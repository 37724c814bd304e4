//! # HTML Whitelist
//!
//! Derives the tag and inline-style whitelist of a `text` field from its
//! schema and sanitizes values with `ammonia`.
//!
//! Tags: `div`, `span`, `p` and `br` are always allowed, plus the field's
//! declared `tags`, plus companions implied by them (a table brings its
//! rows, cells, sections and caption; `strong`/`b` and `em`/`i` are
//! interchangeable; `del` or `strike` brings `s`; lists bring `li`). `script`,
//! `style`, `textarea` and `option` are never allowed, whatever the schema
//! says; the contents of `script` and `style` are dropped with them.
//!
//! Styles: `text-align` is always allowed. Each `font` flag unlocks one
//! property. Table layout properties are allowed only when `table` is.
//! A `style` attribute is rebuilt from its allowed declarations.

use std::borrow::Cow;
use std::collections::{BTreeSet, HashSet};

use ammonia::Builder;
use once_cell::sync::Lazy;
use regex::Regex;

use crate::field::TextField;

const BASE_TAGS: &[&str] = &["div", "span", "p", "br"];

const FORBIDDEN_TAGS: &[&str] = &["script", "style", "textarea", "option"];

const TABLE_TAGS: &[&str] = &["tr", "td", "th", "thead", "tbody", "tfoot", "caption"];

const TABLE_STYLES: &[&str] = &[
    "white-space",
    "vertical-align",
    "height",
    "width",
    "border-color",
    "background-color",
];

/// Pairs of tags where either member implies the other.
const ALIASES: &[(&str, &str)] = &[("strong", "b"), ("em", "i")];

/// `(tag, companion)`: declaring the tag also allows the companion.
const IMPLIED: &[(&str, &str)] = &[("del", "s"), ("strike", "s"), ("ul", "li"), ("ol", "li")];

static DECLARATION: Lazy<Regex> = Lazy::new(|| {
    Regex::new(r"^\s*([A-Za-z-]+)\s*:\s*(.+?)\s*$").expect("style declaration regex")
});

static SAFE_STYLE_VALUE: Lazy<Regex> =
    Lazy::new(|| Regex::new(r"^[\w\s#%.,'()+-]+$").expect("style value regex"));

static ACTIVE_STYLE_VALUE: Lazy<Regex> = Lazy::new(|| {
    Regex::new(r"(?i)(expression|url|javascript|behavior)\s*[(:]").expect("active style regex")
});

/// The sanitization rules of one `text` field.
#[derive(Debug, Clone, PartialEq, Eq)]
pub struct HtmlWhitelist {
    tags: BTreeSet<String>,
    styles: Vec<&'static str>,
}

impl HtmlWhitelist {
    /// Whitelist for a `text` field.
    pub fn for_text(field: &TextField) -> Self {
        let mut tags: BTreeSet<String> = BASE_TAGS.iter().map(|t| t.to_string()).collect();
        tags.extend(field.tags.iter().map(|t| t.to_ascii_lowercase()));

        if tags.contains("table") {
            tags.extend(TABLE_TAGS.iter().map(|t| t.to_string()));
        }
        for (a, b) in ALIASES {
            if tags.contains(*a) || tags.contains(*b) {
                tags.insert(a.to_string());
                tags.insert(b.to_string());
            }
        }
        for (tag, companion) in IMPLIED {
            if tags.contains(*tag) {
                tags.insert(companion.to_string());
            }
        }
        for forbidden in FORBIDDEN_TAGS {
            tags.remove(*forbidden);
        }

        let font = field.font;
        let mut styles = vec!["text-align"];
        for (enabled, property) in [
            (font.size, "font-size"),
            (font.family, "font-family"),
            (font.color, "color"),
            (font.background, "background-color"),
            (font.spacing, "letter-spacing"),
            (font.height, "line-height"),
        ] {
            if enabled {
                styles.push(property);
            }
        }
        if tags.contains("table") {
            for property in TABLE_STYLES {
                if !styles.contains(property) {
                    styles.push(property);
                }
            }
        }

        Self { tags, styles }
    }

    /// Whether `tag` survives sanitization.
    pub fn allows_tag(&self, tag: &str) -> bool {
        self.tags.contains(&tag.to_ascii_lowercase())
    }

    /// Whether inline `property` survives sanitization.
    pub fn allows_style(&self, property: &str) -> bool {
        self.styles.iter().any(|p| p.eq_ignore_ascii_case(property))
    }

    /// Allowed tags, sorted.
    pub fn tags(&self) -> impl Iterator<Item = &str> {
        self.tags.iter().map(String::as_str)
    }

    /// Remove everything the whitelist does not allow from `html`.
    pub fn sanitize(&self, html: &str) -> String {
        let tags: HashSet<&str> = self.tags.iter().map(String::as_str).collect();
        let styles = self.styles.clone();

        let mut builder = Builder::empty();
        builder
            .tags(tags)
            .clean_content_tags(HashSet::from(["script", "style"]))
            .add_tag_attributes("a", ["href", "target"])
            .add_tag_attributes("td", ["colspan", "rowspan"])
            .add_tag_attributes("th", ["colspan", "rowspan", "scope"])
            .add_generic_attributes(["style"])
            .url_schemes(HashSet::from(["http", "https", "mailto"]))
            .link_rel(None)
            .attribute_filter(move |_element, attribute, value| {
                if attribute == "style" {
                    filter_style(value, &styles).map(Cow::Owned)
                } else {
                    Some(Cow::Borrowed(value))
                }
            });
        builder.clean(html).to_string()
    }
}

/// Keep the allowed, inert declarations of a `style` attribute.
fn filter_style(style: &str, allowed: &[&str]) -> Option<String> {
    let kept: Vec<String> = style
        .split(';')
        .filter_map(|declaration| {
            let captures = DECLARATION.captures(declaration)?;
            let property = captures[1].to_ascii_lowercase();
            let value = &captures[2];
            let inert = SAFE_STYLE_VALUE.is_match(value) && !ACTIVE_STYLE_VALUE.is_match(value);
            (inert && allowed.contains(&property.as_str())).then(|| format!("{property}: {value}"))
        })
        .collect();
    (!kept.is_empty()).then(|| kept.join("; "))
}
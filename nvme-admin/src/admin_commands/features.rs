use bit_field::BitField;
use shared_derive::U8Enum;

use crate::{
    generic_command::{AdminCommand, CommandOpcode},
    AdminError, Result,
};

/// See: NVM Express Base Spec: Figure 317: Feature Identifiers
#[allow(missing_docs)]
#[repr(u8)]
#[derive(Clone, Copy, Debug, PartialEq, Eq, U8Enum)]
#[non_exhaustive]
pub enum FeatureIdentifier {
    Arbitration = 0x1,
    PowerManagement = 0x2,
    LbaRangeType = 0x3,
    TemperatureThreshold = 0x4,
    ErrorRecovery = 0x5,
    VolatileWriteCache = 0x6,
    NumberOfQueues = 0x7,
    InterruptCoalescing = 0x8,
    InterruptVectorConfiguration = 0x9,
    WriteAtomicityNormal = 0xa,
    AsynchronousEventConfiguration = 0xb,
    AutonomousPowerStateTransition = 0xc,
    HostMemoryBuffer = 0xd,
    Timestamp = 0xe,
    KeepAliveTimer = 0xf,
    IOCommandSet = 0x19,
}

/// Which value a get features command reports
///
/// See: NVM Express Base Spec: Figure 197: Get Features - Select
#[allow(missing_docs)]
#[repr(u8)]
#[derive(Clone, Copy, Debug, PartialEq, Eq, U8Enum)]
pub enum FeatureSelect {
    Current = 0x0,
    Default = 0x1,
    Saved = 0x2,
    SupportedCapabilities = 0x3,
}

impl FeatureSelect {
    /// Create from the raw 2 bit select value
    pub fn from_raw(select: u8) -> Result<Self> {
        Self::try_from(select).map_err(|invalid| {
            AdminError::invalid("select", format!("{:#x} is out of range", invalid.value))
        })
    }
}

fn check_feature_id(feature_id: u8) -> Result<()> {
    if feature_id == 0 {
        return Err(AdminError::invalid("feature id", "0 is reserved"));
    }
    Ok(())
}

/// Create the [AdminCommand] for a get features command
///
/// See: NVM Express Base Spec: 5.15
pub fn create_get_features_command(
    feature_id: u8,
    select: FeatureSelect,
    namespace_id: u32,
) -> Result<AdminCommand> {
    check_feature_id(feature_id)?;

    let mut dword10: u32 = 0;
    dword10.set_bits(0..=7, feature_id as u32);
    dword10.set_bits(8..=10, u8::from(select) as u32);

    Ok(AdminCommand::builder(CommandOpcode::GetFeatures.into())
        .namespace_id(namespace_id)
        .read(0)
        .cdw(10, dword10)
        .build())
}

/// Create the [AdminCommand] for a set features command
///
/// `value` goes into CDW11 unchanged. A `namespace_id` of 0 sets the feature
/// controller wide.
///
/// See: NVM Express Base Spec: 5.27
pub fn create_set_features_command(
    feature_id: u8,
    value: u32,
    save: bool,
    namespace_id: u32,
) -> Result<AdminCommand> {
    check_feature_id(feature_id)?;

    let mut dword10: u32 = 0;
    dword10.set_bits(0..=7, feature_id as u32);
    dword10.set_bit(31, save);

    Ok(AdminCommand::builder(CommandOpcode::SetFeatures.into())
        .namespace_id(namespace_id)
        .cdw(10, dword10)
        .cdw(11, value)
        .build())
}

#[cfg(test)]
mod test {
    use super::*;
    use crate::generic_command::Direction;

    #[test]
    fn get_features_select() {
        let command = create_get_features_command(
            FeatureIdentifier::TemperatureThreshold.into(),
            FeatureSelect::Saved,
            0,
        )
        .unwrap();

        assert_eq!(0x0a, command.opcode());
        assert_eq!(Some(0x0204), command.cdw(10));
        assert_eq!(Direction::Read, command.direction());
    }

    #[test]
    fn set_features_save_bit() {
        let command = create_set_features_command(0x04, 0x155, true, 0).unwrap();
        assert_eq!(0x09, command.opcode());
        assert_eq!(Some(0x8000_0004), command.cdw(10));
        assert_eq!(Some(0x155), command.cdw(11));
        assert_eq!(Direction::None, command.direction());

        let command = create_set_features_command(0x04, 0x155, false, 0).unwrap();
        assert_eq!(Some(0x04), command.cdw(10));
    }

    #[test]
    fn rejects_reserved_feature_and_select() {
        assert!(matches!(
            create_set_features_command(0, 0, false, 0),
            Err(AdminError::InvalidParameter { .. })
        ));
        assert!(matches!(
            FeatureSelect::from_raw(4),
            Err(AdminError::InvalidParameter { name: "select", .. })
        ));
        assert_eq!(FeatureSelect::SupportedCapabilities, FeatureSelect::from_raw(3).unwrap());
    }
}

· · · · ·

▶ _YOUR OBJECTIVE_
The required answer is the run of lines above, starting at the line with "const FORBIDDEN_TAGS: &[&str]" and ending at the line with "#[derive(Debug, Clone, PartialEq, Eq)]", reproduced exactly with both ends.

▶ _EXPECTED OUTPUT_
const FORBIDDEN_TAGS: &[&str] = &["script", "style", "textarea", "option"];

const TABLE_TAGS: &[&str] = &["tr", "td", "th", "thead", "tbody", "tfoot", "caption"];

const TABLE_STYLES: &[&str] = &[
    "white-space",
    "vertical-align",
    "height",
    "width",
    "border-color",
    "background-color",
];

/// Pairs of tags where either member implies the other.
const ALIASES: &[(&str, &str)] = &[("strong", "b"), ("em", "i")];

/// `(tag, companion)`: declaring the tag also allows the companion.
const IMPLIED: &[(&str, &str)] = &[("del", "s"), ("strike", "s"), ("ul", "li"), ("ol", "li")];

static DECLARATION: Lazy<Regex> = Lazy::new(|| {
    Regex::new(r"^\s*([A-Za-z-]+)\s*:\s*(.+?)\s*$").expect("style declaration regex")
});

static SAFE_STYLE_VALUE: Lazy<Regex> =
    Lazy::new(|| Regex::new(r"^[\w\s#%.,'()+-]+$").expect("style value regex"));

static ACTIVE_STYLE_VALUE: Lazy<Regex> = Lazy::new(|| {
    Regex::new(r"(?i)(expression|url|javascript|behavior)\s*[(:]").expect("active style regex")
});

/// The sanitization rules of one `text` field.
#[derive(Debug, Clone, PartialEq, Eq)]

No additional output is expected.